## Data

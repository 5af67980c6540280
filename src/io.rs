use std::fs;
use std::io::BufWriter;
use std::path::{Path, PathBuf};

use anyhow::Context;
use image::DynamicImage;
use image::codecs::jpeg::JpegEncoder;
use image::imageops::FilterType;

use crate::effects::normalize;

pub const DEFAULT_PREVIEW_MAX: u32 = 1024;
pub const DEFAULT_JPEG_QUALITY: u8 = 95;

static RAW_EXTS: &[&str] = &["raf", "dng", "nef", "cr2", "arw"];
static JPEG_EXTS: &[&str] = &["jpg", "jpeg"];
static SUPPORTED_IMAGE_EXTS: &[&str] = &[
    "jpg", "jpeg", "png", "tiff", "tif", "webp", "bmp", "raf", "dng", "nef", "cr2", "arw",
];

fn has_extension(path: &Path, exts: &[&str]) -> bool {
    let Some(ext) = path.extension().map(|e| e.to_string_lossy()) else {
        return false;
    };
    exts.iter().any(|known| ext.eq_ignore_ascii_case(known))
}

pub fn is_raw_image(path: &Path) -> bool {
    has_extension(path, RAW_EXTS)
}

pub fn is_jpeg(path: &Path) -> bool {
    has_extension(path, JPEG_EXTS)
}

/// Returns `true` if the path has an extension `open_image` understands.
pub fn is_supported_image(path: &Path) -> bool {
    has_extension(path, SUPPORTED_IMAGE_EXTS)
}

/// Opens an image as 8-bit RGB or gray, developing RAW files when the
/// regular decoders cannot read them.
pub fn open_image(path: &Path) -> anyhow::Result<DynamicImage> {
    let img = open_with_fallback(path, |p| Ok(image::open(p)?), develop_raw)
        .with_context(|| format!("opening {}", path.display()))?;
    Ok(normalize(img))
}

fn open_with_fallback<FStd, FRaw>(
    path: &Path,
    open_std: FStd,
    open_raw: FRaw,
) -> anyhow::Result<DynamicImage>
where
    FStd: Fn(&Path) -> anyhow::Result<DynamicImage>,
    FRaw: Fn(&Path) -> anyhow::Result<DynamicImage>,
{
    match open_std(path) {
        Ok(img) => Ok(img),
        Err(_) if is_raw_image(path) => open_raw(path),
        Err(err) => Err(err),
    }
}

fn develop_raw(path: &Path) -> anyhow::Result<DynamicImage> {
    let raw = rawler::decode_file(path)?;
    let develop = rawler::imgop::develop::RawDevelop::default();
    let intermediate = develop.develop_intermediate(&raw)?;
    intermediate
        .to_dynamic_image()
        .ok_or_else(|| anyhow::anyhow!("raw develop produced invalid image"))
}

/// Writes `img`, creating parent directories. JPEG output uses
/// `jpeg_quality`; other formats follow the extension.
pub fn save_image(img: &DynamicImage, path: &Path, jpeg_quality: u8) -> anyhow::Result<()> {
    if let Some(parent) = path.parent().filter(|p| !p.as_os_str().is_empty()) {
        fs::create_dir_all(parent).with_context(|| format!("create_dir_all {}", parent.display()))?;
    }
    if is_jpeg(path) {
        let file = fs::File::create(path)
            .with_context(|| format!("create output failed {}", path.display()))?;
        let encoder = JpegEncoder::new_with_quality(BufWriter::new(file), jpeg_quality.clamp(1, 100));
        img.write_with_encoder(encoder)
            .with_context(|| format!("jpeg encode failed {}", path.display()))?;
    } else {
        img.save(path)
            .with_context(|| format!("writing {}", path.display()))?;
    }
    Ok(())
}

/// Output location for a processed `input`: same stem inside `out_dir`,
/// JPEG stays JPEG and everything else becomes PNG.
pub fn output_path(input: &Path, out_dir: &Path) -> PathBuf {
    let stem = input.file_stem().and_then(|s| s.to_str()).unwrap_or("image");
    let ext = if is_jpeg(input) { "jpg" } else { "png" };
    out_dir.join(format!("{stem}.{ext}"))
}

/// Downscales so the longest edge is at most `max`, keeping aspect ratio.
pub fn ensure_preview_size(img: DynamicImage, max: u32) -> DynamicImage {
    let max = max.max(1);
    if img.width() > max || img.height() > max {
        img.resize(max, max, FilterType::Lanczos3)
    } else {
        img
    }
}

## Aim of the task
Retype exactly the lines of the data above that fall between the line with "use image::codecs::jpeg::JpegEncoder;" and the line with "static SUPPORTED_IMAGE_EXTS: &[&str]", inclusive, and add nothing.

## Expected answer
use image::codecs::jpeg::JpegEncoder;
use image::imageops::FilterType;

use crate::effects::normalize;

pub const DEFAULT_PREVIEW_MAX: u32 = 1024;
pub const DEFAULT_JPEG_QUALITY: u8 = 95;

static RAW_EXTS: &[&str] = &["raf", "dng", "nef", "cr2", "arw"];
static JPEG_EXTS: &[&str] = &["jpg", "jpeg"];
static SUPPORTED_IMAGE_EXTS: &[&str] = &[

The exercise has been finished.